==== EXERCISE DATA ====

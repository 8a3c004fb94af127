//! Sessions and one-time session keys.

use std::time::Duration;

use async_trait::async_trait;
use dashmap::DashMap;
use dashmap::mapref::entry::Entry;
use tessera_auth::storage::{SessionKeyStorage, SessionStorage};
use tessera_auth::{AuthError, AuthResult, Session, SessionState};
use time::OffsetDateTime;

#[derive(Debug, Default)]
pub struct MemorySessionStorage {
    sessions: DashMap<String, Session>,
}

impl MemorySessionStorage {
    #[must_use]
    pub fn new() -> Self {
        Self::default()
    }

    /// Number of stored sessions, expired ones included.
    #[must_use]
    pub fn len(&self) -> usize {
        self.sessions.len()
    }

    #[must_use]
    pub fn is_empty(&self) -> bool {
        self.sessions.is_empty()
    }
}

#[async_trait]
impl SessionStorage for MemorySessionStorage {
    async fn create(&self, session: &Session) -> AuthResult<()> {
        match self.sessions.entry(session.id.clone()) {
            Entry::Occupied(_) => Err(AuthError::storage(format!(
                "session {} already exists",
                session.id
            ))),
            Entry::Vacant(slot) => {
                slot.insert(session.clone());
                Ok(())
            }
        }
    }

    async fn get(&self, id: &str) -> AuthResult<Option<Session>> {
        let now = OffsetDateTime::now_utc();
        Ok(self
            .sessions
            .get(id)
            .filter(|s| !s.is_expired_at(now))
            .map(|s| s.value().clone()))
    }

    async fn update(&self, session: &Session) -> AuthResult<()> {
        match self.sessions.get_mut(&session.id) {
            Some(mut stored) => {
                *stored = session.clone();
                Ok(())
            }
            None => Err(AuthError::not_found(format!("session {}", session.id))),
        }
    }

    async fn purge(&self) -> AuthResult<u64> {
        let now = OffsetDateTime::now_utc();
        let before = self.sessions.len();
        self.sessions
            .retain(|_, s| s.state != SessionState::Dead && !s.is_expired_at(now));
        Ok(before.saturating_sub(self.sessions.len()) as u64)
    }
}

#[derive(Debug, Clone)]
struct KeyEntry {
    session_id: String,
    expires_at: OffsetDateTime,
}

#[derive(Debug, Default)]
pub struct MemorySessionKeyStorage {
    keys: DashMap<String, KeyEntry>,
}

impl MemorySessionKeyStorage {
    #[must_use]
    pub fn new() -> Self {
        Self::default()
    }

    #[must_use]
    pub fn len(&self) -> usize {
        self.keys.len()
    }

    #[must_use]
    pub fn is_empty(&self) -> bool {
        self.keys.is_empty()
    }
}

#[async_trait]
impl SessionKeyStorage for MemorySessionKeyStorage {
    async fn push(&self, key: &str, session_id: &str, ttl: Duration) -> AuthResult<()> {
        let expires_at = OffsetDateTime::now_utc() + ttl;
        match self.keys.entry(key.to_string()) {
            Entry::Occupied(_) => Err(AuthError::storage("session key already exists")),
            Entry::Vacant(slot) => {
                slot.insert(KeyEntry {
                    session_id: session_id.to_string(),
                    expires_at,
                });
                Ok(())
            }
        }
    }

    async fn pop(&self, key: &str) -> AuthResult<Option<String>> {
        // `remove` takes the shard lock once, so only one caller gets the entry.
        let Some((_, entry)) = self.keys.remove(key) else {
            return Ok(None);
        };
        if entry.expires_at <= OffsetDateTime::now_utc() {
            tracing::debug!(session_id = %entry.session_id, "expired session key popped");
            return Ok(None);
        }
        Ok(Some(entry.session_id))
    }

    async fn purge(&self) -> AuthResult<u64> {
        let now = OffsetDateTime::now_utc();
        let before = self.keys.len();
        self.keys.retain(|_, entry| entry.expires_at > now);
        Ok(before.saturating_sub(self.keys.len()) as u64)
    }
}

====

### THE TASK
Set all of the records down again, exactly as they stand.

### PROBLEM SOLUTION
repository 8a3c004fb94af127
//! Sessions and one-time session keys.

use std::time::Duration;

use async_trait::async_trait;
use dashmap::DashMap;
use dashmap::mapref::entry::Entry;
use tessera_auth::storage::{SessionKeyStorage, SessionStorage};
use tessera_auth::{AuthError, AuthResult, Session, SessionState};
use time::OffsetDateTime;

#[derive(Debug, Default)]
pub struct MemorySessionStorage {
    sessions: DashMap<String, Session>,
}

impl MemorySessionStorage {
    #[must_use]
    pub fn new() -> Self {
        Self::default()
    }

    /// Number of stored sessions, expired ones included.
    #[must_use]
    pub fn len(&self) -> usize {
        self.sessions.len()
    }

    #[must_use]
    pub fn is_empty(&self) -> bool {
        self.sessions.is_empty()
    }
}

#[async_trait]
impl SessionStorage for MemorySessionStorage {
    async fn create(&self, session: &Session) -> AuthResult<()> {
        match self.sessions.entry(session.id.clone()) {
            Entry::Occupied(_) => Err(AuthError::storage(format!(
                "session {} already exists",
                session.id
            ))),
            Entry::Vacant(slot) => {
                slot.insert(session.clone());
                Ok(())
            }
        }
    }

    async fn get(&self, id: &str) -> AuthResult<Option<Session>> {
        let now = OffsetDateTime::now_utc();
        Ok(self
            .sessions
            .get(id)
            .filter(|s| !s.is_expired_at(now))
            .map(|s| s.value().clone()))
    }

    async fn update(&self, session: &Session) -> AuthResult<()> {
        match self.sessions.get_mut(&session.id) {
            Some(mut stored) => {
                *stored = session.clone();
                Ok(())
            }
            None => Err(AuthError::not_found(format!("session {}", session.id))),
        }
    }

    async fn purge(&self) -> AuthResult<u64> {
        let now = OffsetDateTime::now_utc();
        let before = self.sessions.len();
        self.sessions
            .retain(|_, s| s.state != SessionState::Dead && !s.is_expired_at(now));
        Ok(before.saturating_sub(self.sessions.len()) as u64)
    }
}

#[derive(Debug, Clone)]
struct KeyEntry {
    session_id: String,
    expires_at: OffsetDateTime,
}

#[derive(Debug, Default)]
pub struct MemorySessionKeyStorage {
    keys: DashMap<String, KeyEntry>,
}

impl MemorySessionKeyStorage {
    #[must_use]
    pub fn new() -> Self {
        Self::default()
    }

    #[must_use]
    pub fn len(&self) -> usize {
        self.keys.len()
    }

    #[must_use]
    pub fn is_empty(&self) -> bool {
        self.keys.is_empty()
    }
}

#[async_trait]
impl SessionKeyStorage for MemorySessionKeyStorage {
    async fn push(&self, key: &str, session_id: &str, ttl: Duration) -> AuthResult<()> {
        let expires_at = OffsetDateTime::now_utc() + ttl;
        match self.keys.entry(key.to_string()) {
            Entry::Occupied(_) => Err(AuthError::storage("session key already exists")),
            Entry::Vacant(slot) => {
                slot.insert(KeyEntry {
                    session_id: session_id.to_string(),
                    expires_at,
                });
                Ok(())
            }
        }
    }

    async fn pop(&self, key: &str) -> AuthResult<Option<String>> {
        // `remove` takes the shard lock once, so only one caller gets the entry.
        let Some((_, entry)) = self.keys.remove(key) else {
            return Ok(None);
        };
        if entry.expires_at <= OffsetDateTime::now_utc() {
            tracing::debug!(session_id = %entry.session_id, "expired session key popped");
            return Ok(None);
        }
        Ok(Some(entry.session_id))
    }

    async fn purge(&self) -> AuthResult<u64> {
        let now = OffsetDateTime::now_utc();
        let before = self.keys.len();
        self.keys.retain(|_, entry| entry.expires_at > now);
        Ok(before.saturating_sub(self.keys.len()) as u64)
    }
}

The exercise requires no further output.